TASK DETAILS: Find the string "SetRequestIdLayer" in the records. Copy every line it appears in.
══ INFORMATION SHOWN ══
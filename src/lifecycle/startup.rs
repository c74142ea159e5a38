//! Startup orchestration.
//!
//! Order: metrics exporter, services (fail fast), listener, signal handler,
//! then serve until shutdown. Traffic is only accepted once every service
//! initialized.

use thiserror::Error;
use tokio::net::TcpListener;

use crate::config::AppConfig;
use crate::http::{HttpServer, StartupError};
use crate::lifecycle::shutdown::Shutdown;
use crate::lifecycle::signals::spawn_signal_handler;
use crate::observability::init_metrics;

#[derive(Debug, Error)]
pub enum RunError {
    #[error(transparent)]
    Startup(#[from] StartupError),

    #[error("failed to bind {address}: {source}")]
    Bind {
        address: String,
        source: std::io::Error,
    },

    #[error("server error: {0}")]
    Serve(#[from] std::io::Error),
}

/// Start every subsystem and serve until a stop signal arrives.
pub async fn run(config: AppConfig) -> Result<(), RunError> {
    if config.observability.metrics_enabled {
        match config.observability.metrics_address.parse() {
            Ok(addr) => init_metrics(addr),
            Err(_) => tracing::error!(
                metrics_address = %config.observability.metrics_address,
                "Failed to parse metrics address"
            ),
        }
    }

    let bind_address = config.listener.bind_address.clone();
    let server = HttpServer::new(config).await?;

    let listener = TcpListener::bind(&bind_address)
        .await
        .map_err(|source| RunError::Bind {
            address: bind_address.clone(),
            source,
        })?;
    tracing::info!(address = %listener.local_addr()?, "Listening for connections");

    let shutdown = Shutdown::new();
    let server_shutdown = shutdown.subscribe();
    spawn_signal_handler(shutdown);

    server.run(listener, server_shutdown).await?;
    Ok(())
}
//! OS signal handling.
//!
//! SIGINT (Ctrl+C) and, on Unix, SIGTERM both trigger graceful shutdown.

use tokio::task::JoinHandle;

use crate::lifecycle::shutdown::Shutdown;

/// Resolve when the process is asked to stop. Returns the signal name.
pub async fn wait_for_signal() -> &'static str {
    let ctrl_c = async {
        if let Err(e) = tokio::signal::ctrl_c().await {
            tracing::error!(error = %e, "Failed to install Ctrl+C handler");
            std::future::pending::<()>().await;
        }
    };

    #[cfg(unix)]
    let terminate = async {
        use tokio::signal::unix::{signal, SignalKind};
        match signal(SignalKind::terminate()) {
            Ok(mut stream) => {
                stream.recv().await;
            }
            Err(e) => {
                tracing::error!(error = %e, "Failed to install SIGTERM handler");
                std::future::pending::<()>().await;
            }
        }
    };

    #[cfg(not(unix))]
    let terminate = std::future::pending::<()>();

    tokio::select! {
        _ = ctrl_c => "SIGINT",
        _ = terminate => "SIGTERM",
    }
}

/// Trigger `shutdown` on the first stop signal.
pub fn spawn_signal_handler(shutdown: Shutdown) -> JoinHandle<()> {
    tokio::spawn(async move {
        let signal = wait_for_signal().await;
        tracing::info!(signal, "Shutdown signal received");
        shutdown.trigger();
    })
}
//! HTTP server setup and configuration.
//!
//! # Responsibilities
//! - Construct shared services once (identity, entries client, blockchain client)
//! - Create Axum Router with all handlers under the API prefix
//! - Wire up middleware (request ID, tracing, timeout, body limit, CORS, metrics)
//! - Render middleware rejections with the JSON error body
//! - Serve on a listener until the shutdown signal fires

use std::sync::Arc;
use std::time::Duration;

use axum::{
    extract::Request,
    http::HeaderValue,
    middleware,
    routing::get,
    Json, Router,
};
use thiserror::Error;
use tokio::net::TcpListener;
use tokio::sync::broadcast;
use tower::ServiceBuilder;
use tower_http::{
    cors::{AllowHeaders, AllowMethods, AllowOrigin, CorsLayer},
    limit::RequestBodyLimitLayer,
    request_id::{MakeRequestUuid, PropagateRequestIdLayer, SetRequestIdLayer},
    timeout::TimeoutLayer,
    trace::TraceLayer,
};

use crate::auth::{self, AuthError, IdentityService};
use crate::blockchain::{self, BlockchainClient, BlockchainError};
use crate::config::{AppConfig, CorsConfig};
use crate::data::{self, EntriesClient, UpstreamError};
use crate::error::{json_error_envelope, route_not_found};
use crate::http::health::health;
use crate::http::request::request_id;
use crate::observability::metrics::track_metrics;
use crate::openapi::api_doc;

/// Application state injected into handlers.
#[derive(Clone)]
pub struct AppState {
    pub config: Arc<AppConfig>,
    pub identity: Arc<IdentityService>,
    pub entries: Arc<EntriesClient>,
    /// `None` when blockchain integration is disabled.
    pub blockchain: Option<Arc<BlockchainClient>>,
}

impl AppState {
    /// Build every shared service from configuration.
    pub async fn from_config(config: AppConfig) -> Result<Self, StartupError> {
        let identity = IdentityService::from_config(&config.auth)?;
        let entries = EntriesClient::new(&config.upstream)?;

        let blockchain = if config.blockchain.enabled {
            Some(Arc::new(BlockchainClient::new(config.blockchain.clone()).await?))
        } else {
            tracing::info!("Blockchain integration disabled");
            None
        };

        Ok(Self {
            config: Arc::new(config),
            identity: Arc::new(identity),
            entries: Arc::new(entries),
            blockchain,
        })
    }
}

/// A service failed to initialize; the server must not start.
#[derive(Debug, Error)]
pub enum StartupError {
    #[error("identity service: {0}")]
    Identity(#[from] AuthError),

    #[error("entries client: {0}")]
    Upstream(#[from] UpstreamError),

    #[error("blockchain client: {0}")]
    Blockchain(#[from] BlockchainError),
}

/// HTTP server for the API.
pub struct HttpServer {
    router: Router,
    state: AppState,
}

impl HttpServer {
    /// Create a new HTTP server with the given configuration.
    pub async fn new(config: AppConfig) -> Result<Self, StartupError> {
        let state = AppState::from_config(config).await?;
        let router = build_router(state.clone());
        Ok(Self { router, state })
    }

    /// The fully layered router, for serving or in-process testing.
    pub fn router(&self) -> Router {
        self.router.clone()
    }

    /// Run the server, accepting connections on the given listener.
    ///
    /// In-flight requests are drained once `shutdown` fires.
    pub async fn run(
        self,
        listener: TcpListener,
        mut shutdown: broadcast::Receiver<()>,
    ) -> Result<(), std::io::Error> {
        let addr = listener.local_addr()?;
        tracing::info!(
            address = %addr,
            api_prefix = %self.state.config.listener.api_prefix,
            "HTTP server starting"
        );

        axum::serve(listener, self.router)
            .with_graceful_shutdown(async move {
                let _ = shutdown.recv().await;
                tracing::info!("HTTP server draining connections");
            })
            .await?;

        tracing::info!("HTTP server stopped");
        Ok(())
    }

    /// Get a reference to the config.
    pub fn config(&self) -> &AppConfig {
        &self.state.config
    }
}

/// Build the Axum router with all middleware layers.
#[allow(deprecated)]
fn build_router(state: AppState) -> Router {
    let config = state.config.clone();

    let api = Router::new()
        .merge(auth::router(&state))
        .merge(data::router())
        .merge(blockchain::router(&state));

    let doc = Arc::new(api_doc(&config.listener.api_prefix));

    Router::new()
        .nest(&config.listener.api_prefix, api)
        .route("/health", get(health))
        .route(
            "/api-docs/openapi.json",
            get(move || {
                let doc = doc.clone();
                async move { Json(doc.as_ref().clone()) }
            }),
        )
        .fallback(route_not_found)
        .with_state(state)
        .layer(middleware::from_fn(track_metrics))
        .layer(
            ServiceBuilder::new()
                .layer(SetRequestIdLayer::x_request_id(MakeRequestUuid))
                .layer(TraceLayer::new_for_http().make_span_with(|request: &Request| {
                    tracing::info_span!(
                        "request",
                        method = %request.method(),
                        uri = %request.uri(),
                        request_id = %request_id(request.headers()).unwrap_or("-"),
                    )
                }))
                .layer(PropagateRequestIdLayer::x_request_id())
                .layer(RequestBodyLimitLayer::new(config.listener.max_body_size))
                .layer(cors_layer(&config.cors))
                .layer(TimeoutLayer::new(Duration::from_secs(config.timeouts.request_secs))),
        )
        .layer(middleware::from_fn(json_error_envelope))
}

/// `*` mirrors the caller's origin so credentialed requests still work.
fn cors_layer(config: &CorsConfig) -> CorsLayer {
    let origin = if config.allowed_origins.iter().any(|o| o == "*") {
        AllowOrigin::mirror_request()
    } else {
        let origins: Vec<HeaderValue> = config
            .allowed_origins
            .iter()
            .filter_map(|o| match o.parse() {
                Ok(value) => Some(value),
                Err(_) => {
                    tracing::warn!(origin = %o, "Ignoring unparseable CORS origin");
                    None
                }
            })
            .collect();
        AllowOrigin::list(origins)
    };

    CorsLayer::new()
        .allow_origin(origin)
        .allow_methods(AllowMethods::mirror_request())
        .allow_headers(AllowHeaders::mirror_request())
        .allow_credentials(true)
}

#[cfg(test)]
mod tests {
    use super::*;
    use axum::body::Body;
    use axum::http::{header, StatusCode};
    use tower::ServiceExt;

    fn get_request(uri: &str) -> axum::http::Request<Body> {
        axum::http::Request::get(uri).body(Body::empty()).unwrap()
    }

    fn test_config() -> AppConfig {
        let mut config = AppConfig::default();
        config.auth.jwt_secret = "server-test-secret".into();
        config.auth.bcrypt_cost = 4;
        config
    }

    async fn test_server() -> HttpServer {
        HttpServer::new(test_config()).await.unwrap()
    }

    async fn body_json(response: axum::response::Response) -> serde_json::Value {
        let bytes = axum::body::to_bytes(response.into_body(), usize::MAX)
            .await
            .unwrap();
        serde_json::from_slice(&bytes).unwrap()
    }

    #[tokio::test]
    async fn test_unknown_route() {
        let server = test_server().await;
        let response = server
            .router()
            .oneshot(get_request("/nope"))
            .await
            .unwrap();
        assert_eq!(response.status(), StatusCode::NOT_FOUND);
        assert!(response.headers().contains_key("x-request-id"));
    }

    #[tokio::test]
    async fn test_guarded_route_without_cookie() {
        let server = test_server().await;
        let response = server
            .router()
            .oneshot(get_request("/api/v1/me"))
            .await
            .unwrap();
        assert_eq!(response.status(), StatusCode::UNAUTHORIZED);
    }

    #[tokio::test]
    async fn test_duplicate_query_field_is_json() {
        let server = test_server().await;
        let response = server
            .router()
            .oneshot(get_request("/api/v1/get-all?page=1&page=2"))
            .await
            .unwrap();
        assert_eq!(response.status(), StatusCode::BAD_REQUEST);
        assert_eq!(response.headers()[header::CONTENT_TYPE], "application/json");

        let json = body_json(response).await;
        assert_eq!(json["success"], false);
        assert!(json["message"]
            .as_str()
            .unwrap()
            .contains("duplicate field `page`"));
    }

    #[tokio::test]
    async fn test_oversized_body_is_json() {
        let mut config = test_config();
        config.listener.max_body_size = 16;
        let server = HttpServer::new(config).await.unwrap();

        let body = r#"{"email":"someone@example.com","password":"password123"}"#;
        let response = server
            .router()
            .oneshot(
                axum::http::Request::post("/api/v1/register")
                    .header(header::CONTENT_TYPE, "application/json")
                    .header(header::CONTENT_LENGTH, body.len())
                    .body(Body::from(body))
                    .unwrap(),
            )
            .await
            .unwrap();
        assert_eq!(response.status(), StatusCode::PAYLOAD_TOO_LARGE);
        assert!(response.headers().contains_key("x-request-id"));

        let json = body_json(response).await;
        assert_eq!(json["success"], false);
        assert_eq!(json["message"], "Payload too large");
    }

    #[tokio::test]
    async fn test_cors_mirrors_origin_with_credentials() {
        let server = test_server().await;
        let response = server
            .router()
            .oneshot(
                axum::http::Request::get("/health")
                    .header(header::ORIGIN, "http://localhost:3000")
                    .body(Body::empty())
                    .unwrap(),
            )
            .await
            .unwrap();
        assert_eq!(
            response.headers()[header::ACCESS_CONTROL_ALLOW_ORIGIN],
            "http://localhost:3000"
        );
        assert_eq!(
            response.headers()[header::ACCESS_CONTROL_ALLOW_CREDENTIALS],
            "true"
        );
    }

    #[tokio::test]
    async fn test_supplied_request_id_is_kept() {
        let server = test_server().await;
        let response = server
            .router()
            .oneshot(
                axum::http::Request::get("/health")
                    .header("x-request-id", "req-42")
                    .body(Body::empty())
                    .unwrap(),
            )
            .await
            .unwrap();
        assert_eq!(response.headers()["x-request-id"], "req-42");
    }
}
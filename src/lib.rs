//! Assessment backend API library.

pub mod auth;
pub mod blockchain;
pub mod config;
pub mod data;
pub mod error;
pub mod http;
pub mod lifecycle;
pub mod observability;
pub mod openapi;

pub use config::schema::AppConfig;
pub use error::ApiError;
pub use http::HttpServer;
pub use lifecycle::Shutdown;
//! Lifecycle management subsystem.
//!
//! # Data Flow
//! ```text
//! Startup (startup.rs):
//!     Config (already validated) → Initialize services → Bind listener → Serve
//!
//! Shutdown (shutdown.rs):
//!     Trigger → Stop accepting → Drain in-flight requests → Exit
//!
//! Signals (signals.rs):
//!     SIGTERM/SIGINT → Trigger graceful shutdown
//! ```

pub mod shutdown;
pub mod signals;
pub mod startup;

pub use shutdown::Shutdown;
pub use startup::{run, RunError};
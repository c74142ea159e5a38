//! Address parsing and wei → ether rendering.

use alloy::primitives::{utils::format_ether, Address, U256};

use crate::blockchain::types::{BlockchainError, BlockchainResult};

/// Parse a hex account address (`0x` prefix optional).
pub fn parse_address(raw: &str) -> BlockchainResult<Address> {
    raw.trim()
        .parse::<Address>()
        .map_err(|_| BlockchainError::InvalidAddress(raw.to_string()))
}

/// Render a wei amount as the shortest exact ether decimal: `1.5`, `0`, `0.000001`.
pub fn wei_to_ether(wei: U256) -> String {
    let formatted = format_ether(wei);
    match formatted.split_once('.') {
        Some((whole, fraction)) => {
            let fraction = fraction.trim_end_matches('0');
            if fraction.is_empty() {
                whole.to_string()
            } else {
                format!("{}.{}", whole, fraction)
            }
        }
        None => formatted,
    }
}
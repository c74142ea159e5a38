//! Configuration loading from disk and environment.

use std::env;
use std::fs;
use std::path::Path;

use thiserror::Error;

use crate::config::schema::AppConfig;
use crate::config::validation::{validate_config, ValidationError};

/// Env file read outside production.
pub const ENV_FILE: &str = "config/config.env";

/// Error type for configuration loading.
#[derive(Debug, Error)]
pub enum ConfigError {
    #[error("IO error: {0}")]
    Io(#[from] std::io::Error),

    #[error("Parse error: {0}")]
    Parse(#[from] toml::de::Error),

    #[error("Invalid environment variable {name}: {reason}")]
    Env { name: &'static str, reason: String },

    #[error("Validation failed: {}", join_errors(.0))]
    Validation(Vec<ValidationError>),
}

fn join_errors(errors: &[ValidationError]) -> String {
    errors
        .iter()
        .map(ToString::to_string)
        .collect::<Vec<_>>()
        .join(", ")
}

/// Load configuration: TOML file (or defaults), then environment overrides,
/// then validation.
pub fn load_config(path: Option<&Path>) -> Result<AppConfig, ConfigError> {
    if env::var("APP_ENV").map(|v| v != "production").unwrap_or(true) {
        // Missing env file is fine; the process env still applies.
        let _ = dotenvy::from_filename(ENV_FILE);
    }

    let mut config = match path {
        Some(path) => parse_config(&fs::read_to_string(path)?)?,
        None => AppConfig::default(),
    };

    apply_env_overrides(&mut config, |name| env::var(name).ok())?;
    validate_config(&config).map_err(ConfigError::Validation)?;

    Ok(config)
}

/// Deserialize a TOML document.
pub fn parse_config(content: &str) -> Result<AppConfig, ConfigError> {
    Ok(toml::from_str(content)?)
}

/// Apply the recognised environment variables on top of `config`.
///
/// `lookup` abstracts the process environment so overrides can be tested
/// without mutating global state.
pub fn apply_env_overrides<F>(config: &mut AppConfig, lookup: F) -> Result<(), ConfigError>
where
    F: Fn(&str) -> Option<String>,
{
    if let Some(port) = lookup("PORT") {
        let port: u16 = port.trim().parse().map_err(|_| ConfigError::Env {
            name: "PORT",
            reason: format!("'{}' is not a port number", port),
        })?;
        let host = config
            .listener
            .bind_address
            .rsplit_once(':')
            .map(|(host, _)| host.to_string())
            .unwrap_or_else(|| "0.0.0.0".to_string());
        config.listener.bind_address = format!("{}:{}", host, port);
    }

    if let Some(secret) = lookup("JWT_SECRET") {
        config.auth.jwt_secret = secret;
    }

    if let Some(expire) = lookup("JWT_EXPIRE") {
        config.auth.jwt_expiry_secs =
            parse_duration_secs(&expire).ok_or_else(|| ConfigError::Env {
                name: "JWT_EXPIRE",
                reason: format!("'{}' is not a duration like 5d, 12h, 30m or 45s", expire),
            })?;
    }

    if let Some(days) = lookup("COOKIE_EXPIRE") {
        config.auth.cookie_expire_days = days.trim().parse().map_err(|_| ConfigError::Env {
            name: "COOKIE_EXPIRE",
            reason: format!("'{}' is not a number of days", days),
        })?;
    }

    if let Some(rpc_url) = lookup("INFURA_URL") {
        config.blockchain.rpc_url = rpc_url;
        config.blockchain.enabled = true;
    }

    if let Some(entries_url) = lookup("ENTRIES_URL") {
        config.upstream.entries_url = entries_url;
    }

    Ok(())
}

/// Parse `5d`, `12h`, `30m`, `45s` or a bare number of seconds.
pub fn parse_duration_secs(input: &str) -> Option<u64> {
    let input = input.trim();
    let (digits, multiplier) = match input.chars().last()? {
        'd' => (&input[..input.len() - 1], 24 * 3600),
        'h' => (&input[..input.len() - 1], 3600),
        'm' => (&input[..input.len() - 1], 60),
        's' => (&input[..input.len() - 1], 1),
        c if c.is_ascii_digit() => (input, 1),
        _ => return None,
    };
    let value: u64 = digits.trim().parse().ok()?;
    value.checked_mul(multiplier)
}

#[cfg(test)]
mod tests {
    use super::*;
    use std::collections::HashMap;

    fn env_of(pairs: &[(&str, &str)]) -> impl Fn(&str) -> Option<String> {
        let map: HashMap<String, String> = pairs
            .iter()
            .map(|(k, v)| (k.to_string(), v.to_string()))
            .collect();
        move |name| map.get(name).cloned()
    }

    #[test]
    fn test_parse_duration() {
        assert_eq!(parse_duration_secs("5d"), Some(432_000));
        assert_eq!(parse_duration_secs("12h"), Some(43_200));
        assert_eq!(parse_duration_secs("30m"), Some(1_800));
        assert_eq!(parse_duration_secs("45s"), Some(45));
        assert_eq!(parse_duration_secs("90"), Some(90));
        assert_eq!(parse_duration_secs("5w"), None);
        assert_eq!(parse_duration_secs(""), None);
        assert_eq!(parse_duration_secs("d"), None);
    }

    #[test]
    fn test_env_overrides() {
        let mut config = AppConfig::default();
        let env = env_of(&[
            ("PORT", "5000"),
            ("JWT_SECRET", "from-env"),
            ("JWT_EXPIRE", "2d"),
            ("COOKIE_EXPIRE", "2"),
            ("INFURA_URL", "https://mainnet.infura.io/v3/key"),
        ]);

        apply_env_overrides(&mut config, env).unwrap();

        assert_eq!(config.listener.bind_address, "0.0.0.0:5000");
        assert_eq!(config.auth.jwt_secret, "from-env");
        assert_eq!(config.auth.jwt_expiry_secs, 172_800);
        assert_eq!(config.auth.cookie_expire_days, 2);
        assert!(config.blockchain.enabled);
        assert_eq!(config.blockchain.rpc_url, "https://mainnet.infura.io/v3/key");
    }

    #[test]
    fn test_bad_port_is_reported() {
        let mut config = AppConfig::default();
        let err = apply_env_overrides(&mut config, env_of(&[("PORT", "http")])).unwrap_err();
        assert!(err.to_string().contains("PORT"));
    }

    #[test]
    fn test_parse_config_error() {
        assert!(matches!(
            parse_config("listener = 3"),
            Err(ConfigError::Parse(_))
        ));
    }

    #[test]
    fn test_shipped_config_needs_secret() {
        let mut config = parse_config(include_str!("../../config/default.toml")).unwrap();
        assert_eq!(config.listener.api_prefix, "/api/v1");

        // The secret only ever comes from the environment.
        assert!(validate_config(&config).is_err());
        apply_env_overrides(&mut config, env_of(&[("JWT_SECRET", "from-env")])).unwrap();
        assert!(validate_config(&config).is_ok());
    }
}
═══
SOLUTION TO THIS PROBLEM:
    request_id::{MakeRequestUuid, PropagateRequestIdLayer, SetRequestIdLayer},
                .layer(SetRequestIdLayer::x_request_id(MakeRequestUuid))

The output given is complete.